Immortal Love Daniel Kasman sees, for the first time, a film by Kinoshita Keisuke, and shares his notes in the Auteurs' Notebook: "Immortal Love strikes me as very modern in its stylization, and very modern for 1961, absorbing lessons of camera bravura both from the rise of art-cinema in the 1950s (Fellini, Rossellini), popular cinema turned 'art-cinema' from Japan (Mizoguchi, Kurosawa), and latter day Hollywood stylists getting wilder in the 1950s like Welles, Hitchcock and Minnelli."

"Kim Novak - a major star if not a major actress - had something to offer that was a far cry from updated Hayworth or imitation Monroe," writes Jonathan Rosenbaum. "In point of fact, Novak was more beautiful than either actress, yet paradoxically she was also less of a fantasy. Marilyn Monroe was plainly a comic-strip figure and a fantasy wish-fulfillment that simultaneously converted all the men in her orbit into both fathers and infants, whereas Hayworth apparently lived up to her own self-characterization: 'Men go to bed with Gilda but they wake up with me.' But Novak was real from the get-go, and it's tempting to think that her humble Midwestern origins had something to do with her reality."

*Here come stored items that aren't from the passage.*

//! Timeline composition root.
//!
//! A fixed grid: play controls and ruler on the header row, track list and
//! keyframe canvas below, with the playhead overlaying the scrollable side.
//! No logic of its own beyond hosting the ruler's transient drag state.

use dioxus::prelude::*;

use crate::constants::{
    BG_BASE, BORDER_DEFAULT, CONTROL_COLUMN_WIDTH, HEADER_ROW_HEIGHT, TEXT_PRIMARY,
    TIMELINE_HEIGHT,
};

use super::keyframe_list::KeyframeList;
use super::play_controls::PlayControls;
use super::playhead::Playhead;
use super::ruler::Ruler;
use super::track_list::TrackList;

#[component]
pub fn Timeline() -> Element {
    // Ruler drag-seek state; cleared here so releasing the button anywhere
    // over the widget ends the drag.
    let mut seeking = use_signal(|| false);

    rsx! {
        div {
            style: "
                position: relative; width: 100%; height: {TIMELINE_HEIGHT}px;
                display: grid;
                grid-template-columns: {CONTROL_COLUMN_WIDTH}px 1fr;
                grid-template-rows: {HEADER_ROW_HEIGHT}px 1fr;
                background-color: {BG_BASE}; color: {TEXT_PRIMARY};
                border-top: 2px solid {BORDER_DEFAULT};
                overflow: clip;
            ",
            onmouseup: move |_| seeking.set(false),
            onmouseleave: move |_| seeking.set(false),

            PlayControls {}
            Ruler { seeking }
            TrackList {}
            KeyframeList {}
            Playhead {}
        }
    }
}
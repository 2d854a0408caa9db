use anyhow::Result;
use clap::Parser;
use saldo::cli::Cli;
use simple_logger::SimpleLogger;

#[tokio::main]
async fn main() -> Result<()> {
    let cli = Cli::parse();
    SimpleLogger::new()
        .with_level(cli.log_level())
        .env()
        .init()?;

    log::debug!("Configuration: {:?}", cli);
    cli.run().await
}
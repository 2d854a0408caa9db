use std::sync::Arc;
use std::time::Duration;

use anyhow::{Context, Result};
use clap::Parser;
use log::LevelFilter;
use tokio::net::TcpListener;

use crate::application::LedgerService;
use crate::http;
use crate::storage::{LedgerStore, MemoryStore, PoolConfig, Repository, wait_until_ready};

/// Saldo - credit-limited account ledger over HTTP
#[derive(Parser, Debug)]
#[command(name = "saldo")]
#[command(about = "Records credits and debits against credit-limited accounts and serves extracts")]
#[command(version)]
pub struct Cli {
    /// Database URL
    #[arg(short, long, env = "DATABASE_URL", default_value = "sqlite:saldo.db?mode=rwc")]
    pub database: String,

    /// Address to listen on
    #[arg(short, long, env = "BIND_ADDR", default_value = "0.0.0.0:8080")]
    pub bind: String,

    /// Maximum pooled database connections
    #[arg(long, env = "DB_MAX_CONNECTIONS", default_value_t = 75)]
    pub max_connections: u32,

    /// Connections kept open while idle
    #[arg(long, env = "DB_MIN_CONNECTIONS", default_value_t = 5)]
    pub min_connections: u32,

    /// Delay between database readiness checks, in milliseconds
    #[arg(long, env = "DB_RETRY_MS", default_value_t = 2000)]
    pub connect_retry_ms: u64,

    /// Give up after this many readiness checks (omit to wait forever)
    #[arg(long, env = "DB_CONNECT_ATTEMPTS")]
    pub connect_attempts: Option<u32>,

    /// Deadline for each store call, in milliseconds
    #[arg(long, env = "REQUEST_TIMEOUT_MS", default_value_t = 5000)]
    pub request_timeout_ms: u64,

    /// Keep all state in memory instead of the database
    #[arg(long)]
    pub memory: bool,

    /// Enable verbose output
    #[arg(short, long)]
    pub verbose: bool,
}

impl Cli {
    /// Log level requested on the command line; `RUST_LOG` still takes precedence.
    pub fn log_level(&self) -> LevelFilter {
        if self.verbose {
            LevelFilter::Debug
        } else {
            LevelFilter::Info
        }
    }

    pub fn pool_config(&self) -> PoolConfig {
        PoolConfig {
            max_connections: self.max_connections,
            min_connections: self.min_connections,
            ..PoolConfig::default()
        }
    }

    /// Startup phase: build the store, wait until it answers, then migrate and seed.
    pub async fn open_store(&self) -> Result<Arc<dyn LedgerStore>> {
        if self.memory {
            log::info!("Using in-memory store");
            let store = MemoryStore::new();
            store.seed_default_accounts().await?;
            return Ok(Arc::new(store));
        }

        let repo = Repository::connect_lazy(&self.database, &self.pool_config())?;
        wait_until_ready(
            &repo,
            Duration::from_millis(self.connect_retry_ms),
            self.connect_attempts,
        )
        .await?;
        repo.migrate().await?;
        repo.seed_default_accounts().await?;
        Ok(Arc::new(repo))
    }

    pub async fn run(self) -> Result<()> {
        let store = self.open_store().await?;
        let service = LedgerService::new(store.clone())
            .with_request_timeout(Duration::from_millis(self.request_timeout_ms));

        let listener = TcpListener::bind(&self.bind)
            .await
            .with_context(|| format!("Failed to bind {}", self.bind))?;
        log::info!("Listening on {}", listener.local_addr()?);

        let served = axum::serve(listener, http::router(service))
            .with_graceful_shutdown(shutdown_signal())
            .await
            .context("Server error");

        store.close().await;
        log::info!("Store closed");
        served
    }
}

async fn shutdown_signal() {
    if let Err(e) = tokio::signal::ctrl_c().await {
        log::error!("Failed to listen for shutdown signal: {}", e);
        std::future::pending::<()>().await;
    }
    log::info!("Shutting down");
}
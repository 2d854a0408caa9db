use std::future::Future;
use std::sync::Arc;
use std::time::Duration;

use crate::domain::{AccountId, BalanceAfter, Extract, NewTransaction};
use crate::storage::{LedgerStore, MemoryStore, PoolConfig, Repository, StoreError};

use super::{AppError, ensure_known_account};

pub const DEFAULT_REQUEST_TIMEOUT: Duration = Duration::from_secs(5);

/// Application service providing the ledger operations.
/// This is the interface the HTTP handlers (and tests) talk to.
#[derive(Clone)]
pub struct LedgerService {
    store: Arc<dyn LedgerStore>,
    request_timeout: Duration,
}

impl LedgerService {
    /// Create a new ledger service on top of the given store.
    pub fn new(store: Arc<dyn LedgerStore>) -> Self {
        Self {
            store,
            request_timeout: DEFAULT_REQUEST_TIMEOUT,
        }
    }

    /// Bound every store call by `timeout`.
    pub fn with_request_timeout(mut self, timeout: Duration) -> Self {
        self.request_timeout = timeout;
        self
    }

    /// Initialize a SQLite database at the given path, creating it if needed.
    pub async fn init(database_path: &str) -> Result<Self, AppError> {
        let db_url = format!("sqlite:{}?mode=rwc", database_path);
        let repo = Repository::init(&db_url, &PoolConfig::default()).await?;
        Ok(Self::new(Arc::new(repo)))
    }

    /// A service backed by a fresh in-memory store with the default accounts.
    pub async fn in_memory() -> Result<Self, AppError> {
        let store = MemoryStore::new();
        store.seed_default_accounts().await?;
        Ok(Self::new(Arc::new(store)))
    }

    pub fn store(&self) -> &Arc<dyn LedgerStore> {
        &self.store
    }

    /// Apply a validated transaction to an account.
    pub async fn record_transaction(
        &self,
        account_id: AccountId,
        transaction: NewTransaction,
    ) -> Result<BalanceAfter, AppError> {
        ensure_known_account(account_id)?;
        self.with_deadline(self.store.apply_transaction(account_id, &transaction))
            .await
    }

    /// Balance snapshot plus the most recent transactions of an account.
    pub async fn extract(&self, account_id: AccountId) -> Result<Extract, AppError> {
        ensure_known_account(account_id)?;
        self.with_deadline(self.store.read_extract(account_id)).await
    }

    async fn with_deadline<T>(
        &self,
        operation: impl Future<Output = Result<T, StoreError>>,
    ) -> Result<T, AppError> {
        match tokio::time::timeout(self.request_timeout, operation).await {
            Ok(result) => Ok(result?),
            Err(_) => Err(AppError::Timeout(self.request_timeout)),
        }
    }
}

Gerald Bartell reviews David Kaufman's Doris Day: The Untold Story of the Girl Next Door for the Washington Post.

The Good, the Bad, the Weird "Kim Jee-woon, who has an impressive track record of having successfully tackled a wide range of genres, from sports comedy (The Foul King) to horror (A Tale of Two Sisters) and European-style film noir (A Bittersweet Life), now turns his sight on the western," writes Kyu Hyun Kim at Koreanfilm.org, noting that viewing The Good, the Bad, the Weird is "a lot like watching a witty pastiche of great westerns, a la My Name is Nobody, rather than a great western itself.

"In a move that could have a big impact on indie film sales and distribution, online film rental service Netflix is shuttering its film financing and acquisition arm Red Envelope Entertainment." Gregg Goldstein has more in the Hollywood Reporter. And Anthony Kaufman has even more at indieWIRE.

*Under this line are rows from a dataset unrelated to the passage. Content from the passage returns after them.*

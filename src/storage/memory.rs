use std::collections::HashMap;
use std::sync::Arc;

use anyhow::{Result, anyhow, ensure};
use async_trait::async_trait;
use chrono::Utc;
use tokio::sync::Mutex;

use crate::domain::{
    Account, AccountId, BalanceAfter, EXTRACT_LEN, Extract, NewTransaction, Transaction,
    TransactionId,
};

use super::{LedgerStore, StoreError};

#[derive(Default)]
struct State {
    accounts: HashMap<AccountId, Account>,
    transactions: HashMap<AccountId, Vec<Transaction>>,
    last_id: TransactionId,
}

/// A thread-safe in-memory ledger store.
///
/// The conditional balance update and the transaction append happen under a single
/// lock acquisition. Nothing survives the process; meant for development and tests.
#[derive(Default, Clone)]
pub struct MemoryStore {
    state: Arc<Mutex<State>>,
}

impl MemoryStore {
    /// Creates a new, empty in-memory store.
    pub fn new() -> Self {
        Self::default()
    }
}

/// Same constraints the SQL schema enforces on the accounts table.
fn check_account(account: &Account) -> Result<()> {
    ensure!(
        account.limit >= 0,
        "Credit limit of account {} must not be negative: {}",
        account.id,
        account.limit
    );
    ensure!(
        account.is_within_limit(),
        "Balance {} of account {} is below its limit {}",
        account.balance,
        account.id,
        account.limit
    );
    Ok(())
}

#[async_trait]
impl LedgerStore for MemoryStore {
    async fn apply_transaction(
        &self,
        account_id: AccountId,
        transaction: &NewTransaction,
    ) -> Result<BalanceAfter, StoreError> {
        let mut state = self.state.lock().await;

        let account = state
            .accounts
            .get_mut(&account_id)
            .ok_or(StoreError::AccountNotFound(account_id))?;

        let delta = transaction.delta();
        let balance = match account.balance_after(delta) {
            Some(balance) => balance,
            None if delta > 0 && account.balance.checked_add(delta).is_none() => {
                return Err(anyhow!("Balance overflow on account {}", account_id).into());
            }
            None => {
                return Err(StoreError::InsufficientFunds {
                    account_id,
                    balance: account.balance,
                    limit: account.limit,
                    requested: transaction.value,
                });
            }
        };
        account.balance = balance;
        let limit = account.limit;

        state.last_id += 1;
        let recorded = Transaction {
            id: state.last_id,
            account_id,
            value: transaction.value,
            direction: transaction.direction,
            description: transaction.description.clone(),
            created_at: Utc::now(),
        };
        state
            .transactions
            .entry(account_id)
            .or_default()
            .push(recorded);

        Ok(BalanceAfter { balance, limit })
    }

    async fn read_extract(&self, account_id: AccountId) -> Result<Extract, StoreError> {
        let state = self.state.lock().await;

        let account = state
            .accounts
            .get(&account_id)
            .ok_or(StoreError::AccountNotFound(account_id))?;

        let transactions = state
            .transactions
            .get(&account_id)
            .map(|history| history.iter().rev().take(EXTRACT_LEN).cloned().collect())
            .unwrap_or_default();

        Ok(Extract {
            balance: account.balance,
            limit: account.limit,
            taken_at: Utc::now(),
            transactions,
        })
    }

    async fn account(&self, account_id: AccountId) -> Result<Option<Account>> {
        let state = self.state.lock().await;
        Ok(state.accounts.get(&account_id).copied())
    }

    async fn provision_account(&self, account: &Account) -> Result<()> {
        check_account(account)?;
        let mut state = self.state.lock().await;
        state.accounts.insert(account.id, *account);
        Ok(())
    }

    async fn provision_if_absent(&self, account: &Account) -> Result<bool> {
        check_account(account)?;
        let mut state = self.state.lock().await;
        if state.accounts.contains_key(&account.id) {
            return Ok(false);
        }
        state.accounts.insert(account.id, *account);
        Ok(true)
    }

    async fn ping(&self) -> Result<()> {
        Ok(())
    }

    async fn close(&self) {}
}

#[cfg(test)]
mod tests {
    use super::*;
    use crate::domain::Direction;

    async fn store_with(account: Account) -> MemoryStore {
        let store = MemoryStore::new();
        store.provision_account(&account).await.unwrap();
        store
    }

    #[tokio::test]
    async fn test_apply_updates_balance_and_history() {
        let store = store_with(Account::new(1, 1000)).await;

        let after = store
            .apply_transaction(1, &NewTransaction::debit(500, "rent").unwrap())
            .await
            .unwrap();
        assert_eq!(after, BalanceAfter { balance: -500, limit: 1000 });

        let extract = store.read_extract(1).await.unwrap();
        assert_eq!(extract.balance, -500);
        assert_eq!(extract.transactions.len(), 1);
        assert_eq!(extract.transactions[0].direction, Direction::Debit);
    }

    #[tokio::test]
    async fn test_rejected_debit_changes_nothing() {
        let store = store_with(Account::new(1, 100)).await;

        let err = store
            .apply_transaction(1, &NewTransaction::debit(101, "too much").unwrap())
            .await
            .unwrap_err();
        assert!(matches!(
            err,
            StoreError::InsufficientFunds { balance: 0, limit: 100, requested: 101, .. }
        ));

        let extract = store.read_extract(1).await.unwrap();
        assert_eq!(extract.balance, 0);
        assert!(extract.transactions.is_empty());
    }

    #[tokio::test]
    async fn test_unknown_account_is_not_found() {
        let store = MemoryStore::new();
        let err = store
            .apply_transaction(9, &NewTransaction::credit(1, "x").unwrap())
            .await
            .unwrap_err();
        assert!(matches!(err, StoreError::AccountNotFound(9)));
        assert!(matches!(
            store.read_extract(9).await.unwrap_err(),
            StoreError::AccountNotFound(9)
        ));
    }

    #[tokio::test]
    async fn test_overflow_is_infrastructure_error() {
        let store = store_with(Account::new(1, 0).with_balance(i64::MAX)).await;
        let err = store
            .apply_transaction(1, &NewTransaction::credit(1, "x").unwrap())
            .await
            .unwrap_err();
        assert!(matches!(err, StoreError::Infrastructure(_)));
    }

    #[tokio::test]
    async fn test_overflowing_debit_is_insufficient_funds() {
        let store = store_with(Account::new(1, 10).with_balance(-2)).await;
        let err = store
            .apply_transaction(1, &NewTransaction::debit(i64::MAX, "x").unwrap())
            .await
            .unwrap_err();
        assert!(matches!(err, StoreError::InsufficientFunds { .. }));
    }

    #[tokio::test]
    async fn test_provision_rejects_invalid_accounts() {
        let store = MemoryStore::new();
        assert!(store.provision_account(&Account::new(1, -1)).await.is_err());
        assert!(
            store
                .provision_if_absent(&Account::new(2, 10).with_balance(-11))
                .await
                .is_err()
        );
        assert!(store.account(1).await.unwrap().is_none());
        assert!(store.account(2).await.unwrap().is_none());
    }

    #[tokio::test]
    async fn test_provision_if_absent_keeps_existing() {
        let store = store_with(Account::new(1, 5).with_balance(3)).await;
        assert!(!store.provision_if_absent(&Account::new(1, 100)).await.unwrap());
        assert_eq!(store.account(1).await.unwrap(), Some(Account::new(1, 5).with_balance(3)));

        store.seed_default_accounts().await.unwrap();
        assert_eq!(store.account(2).await.unwrap(), Some(Account::new(2, 80_000)));
        assert_eq!(store.account(1).await.unwrap().unwrap().limit, 5);
    }
}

Also via Movie City News: "Two years after the success of Lonelygirl15 - the groundbreaking YouTube serial that turned out to be not the DIY diary of a 16-year-old girl but the work of three wannabe auteurs in Beverly Hills - Web video has finally captured Hollywood's imagination." The focus of Frank Rose's piece for Wired is Gemini Division, starring Rosario Dawson.

And also in Wired: Scott Brown puts together an oral history of WarGames.

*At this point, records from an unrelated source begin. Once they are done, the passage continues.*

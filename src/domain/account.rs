use std::ops::RangeInclusive;

use serde::{Deserialize, Serialize};

use super::{Cents, within_limit};

pub type AccountId = i32;

/// Account ids served by this deployment. Anything outside is reported as not found
/// without consulting the store.
pub const KNOWN_ACCOUNT_IDS: RangeInclusive<AccountId> = 1..=5;

/// Accounts provisioned at startup when absent: (id, credit limit). All start at balance 0.
pub const DEFAULT_ACCOUNTS: [(AccountId, Cents); 5] = [
    (1, 100_000),
    (2, 80_000),
    (3, 1_000_000),
    (4, 10_000_000),
    (5, 500_000),
];

/// An account with a signed balance and a credit limit.
/// Invariant: `balance >= -limit`.
#[derive(Debug, Clone, Copy, PartialEq, Eq, Serialize, Deserialize)]
pub struct Account {
    pub id: AccountId,
    pub balance: Cents,
    /// How far below zero the balance may go (always non-negative)
    pub limit: Cents,
}

impl Account {
    pub fn new(id: AccountId, limit: Cents) -> Self {
        Self {
            id,
            balance: 0,
            limit,
        }
    }

    pub fn with_balance(mut self, balance: Cents) -> Self {
        self.balance = balance;
        self
    }

    /// The default deployment accounts, in id order.
    pub fn defaults() -> Vec<Account> {
        DEFAULT_ACCOUNTS
            .iter()
            .map(|&(id, limit)| Account::new(id, limit))
            .collect()
    }

    /// Balance after applying a signed delta, or `None` if the result would break the
    /// credit limit (or overflow).
    pub fn balance_after(&self, delta: Cents) -> Option<Cents> {
        self.balance
            .checked_add(delta)
            .filter(|&balance| within_limit(balance, self.limit))
    }

    pub fn is_within_limit(&self) -> bool {
        within_limit(self.balance, self.limit)
    }
}

/// True if the id belongs to the fixed set of accounts this deployment serves.
pub fn is_known_account(id: AccountId) -> bool {
    KNOWN_ACCOUNT_IDS.contains(&id)
}
use chrono::{DateTime, Utc};

use super::{Cents, Transaction};

/// Number of transactions surfaced by an extract.
pub const EXTRACT_LEN: usize = 10;

/// Balance and limit right after a transaction was applied.
#[derive(Debug, Clone, Copy, PartialEq, Eq)]
pub struct BalanceAfter {
    pub balance: Cents,
    pub limit: Cents,
}

/// A point-in-time snapshot of an account: balance plus its most recent transactions,
/// newest first. Balance and list are read independently and may disagree under
/// concurrent writes.
#[derive(Debug, Clone, PartialEq, Eq)]
pub struct Extract {
    pub balance: Cents,
    pub limit: Cents,
    pub taken_at: DateTime<Utc>,
    pub transactions: Vec<Transaction>,
}
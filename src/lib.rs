pub mod application;
pub mod cli;
pub mod domain;
pub mod http;
pub mod storage;

pub use domain::*;
pub use storage::{LedgerStore, MemoryStore, Repository};
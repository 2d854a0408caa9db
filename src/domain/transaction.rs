use chrono::{DateTime, Utc};
use serde::{Deserialize, Serialize};

use super::{AccountId, Cents};

pub type TransactionId = i64;

/// Longest description accepted, counted in characters.
pub const MAX_DESCRIPTION_CHARS: usize = 10;

#[derive(Debug, Clone, Copy, PartialEq, Eq, Hash, Serialize, Deserialize)]
pub enum Direction {
    /// Increases the balance
    #[serde(rename = "c")]
    Credit,
    /// Decreases the balance
    #[serde(rename = "d")]
    Debit,
}

impl Direction {
    pub fn as_str(&self) -> &'static str {
        match self {
            Direction::Credit => "c",
            Direction::Debit => "d",
        }
    }

    /// Parse the wire tag. Only the exact tags `c` and `d` are accepted.
    pub fn from_str(s: &str) -> Option<Self> {
        match s {
            "c" => Some(Direction::Credit),
            "d" => Some(Direction::Debit),
            _ => None,
        }
    }

    /// The signed balance change for a transaction of `value`.
    pub fn signed(&self, value: Cents) -> Cents {
        match self {
            Direction::Credit => value,
            Direction::Debit => -value,
        }
    }
}

impl std::fmt::Display for Direction {
    fn fmt(&self, f: &mut std::fmt::Formatter<'_>) -> std::fmt::Result {
        write!(f, "{}", self.as_str())
    }
}

/// A validated transaction that has not been applied yet.
#[derive(Debug, Clone, PartialEq, Eq)]
pub struct NewTransaction {
    pub value: Cents,
    pub direction: Direction,
    pub description: String,
}

impl NewTransaction {
    pub fn new(
        value: Cents,
        direction: Direction,
        description: impl Into<String>,
    ) -> Result<Self, TransactionError> {
        if value <= 0 {
            return Err(TransactionError::NonPositiveValue(value));
        }

        let description = description.into();
        let len = description.chars().count();
        if len == 0 || len > MAX_DESCRIPTION_CHARS {
            return Err(TransactionError::DescriptionLength(len));
        }

        Ok(Self {
            value,
            direction,
            description,
        })
    }

    pub fn credit(value: Cents, description: impl Into<String>) -> Result<Self, TransactionError> {
        Self::new(value, Direction::Credit, description)
    }

    pub fn debit(value: Cents, description: impl Into<String>) -> Result<Self, TransactionError> {
        Self::new(value, Direction::Debit, description)
    }

    /// Signed change this transaction applies to the balance.
    pub fn delta(&self) -> Cents {
        self.direction.signed(self.value)
    }
}

/// A transaction as recorded by the store. Immutable once created.
#[derive(Debug, Clone, PartialEq, Eq, Serialize, Deserialize)]
pub struct Transaction {
    pub id: TransactionId,
    pub account_id: AccountId,
    /// Magnitude in cents (always positive)
    pub value: Cents,
    pub direction: Direction,
    pub description: String,
    /// Assigned by the store at insertion time
    pub created_at: DateTime<Utc>,
}

#[derive(Debug, Clone, PartialEq, Eq)]
pub enum TransactionError {
    NonPositiveValue(Cents),
    UnknownDirection(String),
    DescriptionLength(usize),
}

impl std::fmt::Display for TransactionError {
    fn fmt(&self, f: &mut std::fmt::Formatter<'_>) -> std::fmt::Result {
        match self {
            TransactionError::NonPositiveValue(value) => {
                write!(f, "value must be positive, got {}", value)
            }
            TransactionError::UnknownDirection(tag) => {
                write!(f, "unknown transaction type '{}', expected 'c' or 'd'", tag)
            }
            TransactionError::DescriptionLength(len) => write!(
                f,
                "description must have 1 to {} characters, got {}",
                MAX_DESCRIPTION_CHARS, len
            ),
        }
    }
}

impl std::error::Error for TransactionError {}

#[cfg(test)]
mod tests {
    use super::*;

    #[test]
    fn test_direction_tags() {
        assert_eq!(Direction::from_str("c"), Some(Direction::Credit));
        assert_eq!(Direction::from_str("d"), Some(Direction::Debit));
        assert_eq!(Direction::from_str("C"), None);
        assert_eq!(Direction::from_str("credit"), None);
        assert_eq!(Direction::from_str(""), None);
        assert_eq!(Direction::Debit.to_string(), "d");
    }

    #[test]
    fn test_delta_sign_follows_direction() {
        let credit = NewTransaction::credit(100, "deposit").unwrap();
        let debit = NewTransaction::debit(100, "rent").unwrap();
        assert_eq!(credit.delta(), 100);
        assert_eq!(debit.delta(), -100);
    }

    #[test]
    fn test_rejects_non_positive_value() {
        assert_eq!(
            NewTransaction::debit(0, "x"),
            Err(TransactionError::NonPositiveValue(0))
        );
        assert_eq!(
            NewTransaction::credit(-5, "x"),
            Err(TransactionError::NonPositiveValue(-5))
        );
    }

    #[test]
    fn test_description_bounds_count_characters() {
        assert!(NewTransaction::credit(1, "").is_err());
        assert!(NewTransaction::credit(1, "a").is_ok());
        assert!(NewTransaction::credit(1, "0123456789").is_ok());
        assert_eq!(
            NewTransaction::credit(1, "0123456789a"),
            Err(TransactionError::DescriptionLength(11))
        );
        // Ten characters, more than ten bytes
        assert!(NewTransaction::credit(1, "pão de açú").is_ok());
    }

    #[test]
    fn test_direction_serializes_as_wire_tag() {
        assert_eq!(serde_json::to_string(&Direction::Credit).unwrap(), "\"c\"");
        assert_eq!(
            serde_json::from_str::<Direction>("\"d\"").unwrap(),
            Direction::Debit
        );
    }
}
use serde::Deserialize;

use crate::domain::{AccountId, Cents, Direction, NewTransaction, TransactionError, is_known_account};

use super::AppError;

/// Request body for recording a transaction, as sent by clients.
#[derive(Debug, Deserialize)]
pub struct TransactionRequest {
    pub valor: Cents,
    pub tipo: String,
    pub descricao: String,
}

impl TryFrom<TransactionRequest> for NewTransaction {
    type Error = TransactionError;

    fn try_from(request: TransactionRequest) -> Result<Self, Self::Error> {
        let direction = Direction::from_str(&request.tipo)
            .ok_or(TransactionError::UnknownDirection(request.tipo))?;
        NewTransaction::new(request.valor, direction, request.descricao)
    }
}

/// Parse a path segment into an account id served by this deployment.
///
/// Non-numeric input is invalid; a well-formed id outside the known set is not found.
pub fn parse_account_id(raw: &str) -> Result<AccountId, AppError> {
    let id: AccountId = raw
        .parse()
        .map_err(|_| AppError::InvalidAccountId(raw.to_string()))?;
    ensure_known_account(id)?;
    Ok(id)
}

pub fn ensure_known_account(id: AccountId) -> Result<(), AppError> {
    if is_known_account(id) {
        Ok(())
    } else {
        Err(AppError::AccountNotFound(id))
    }
}

/// Decode and validate a JSON transaction body.
pub fn parse_transaction(body: &[u8]) -> Result<NewTransaction, AppError> {
    let request: TransactionRequest = serde_json::from_slice(body)
        .map_err(|e| AppError::InvalidTransaction(e.to_string()))?;
    Ok(NewTransaction::try_from(request)?)
}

"The end result of genre television hero Joss Whedon's intriguing episodic short film Dr Horrible's Sing-A-Long Blog suggests a brighter future for mainstream entertainers than previous attempts at digital programming have suggested." Eric Kohn in Stream. And the actual numbers? Jeffrey McManus does some "back-of-the-cocktail napkin guesstimation." Via Waxy.

More Kohn, more Stream: A talk with stop-motion animator Nick Hilligoss.

Ciao Congrats to David Lowery and his fellow cast and crew on the impending theatrical release of of Ciao.

Patrick Goldstein researches the research screenwriter Peter Morgan's been doing on The Special Relationship, the projected third part of his, you might say, Cool Britannia trilogy (following The Deal and The Queen), this one examining how Tony Blair and Bill Clinton got along during the three years that their respective administrations overlapped.

Michael Fox checks in on Bay Area films in production at SF360, where Hannah Eaves launches a new column on digital media, this one focusing on fair use.

"Reading both Jane Mayer's stunning The Dark Side and Philippe Sands's The Torture Team, I quickly realized that the prime mover of American interrogation doctrine is none other than the star of Fox television's 24: Jack Bauer." Slate's Dahlia Lithwick: "As Sands and Mayer tell it, the lawyers designing interrogation techniques cited Bauer more frequently than the Constitution."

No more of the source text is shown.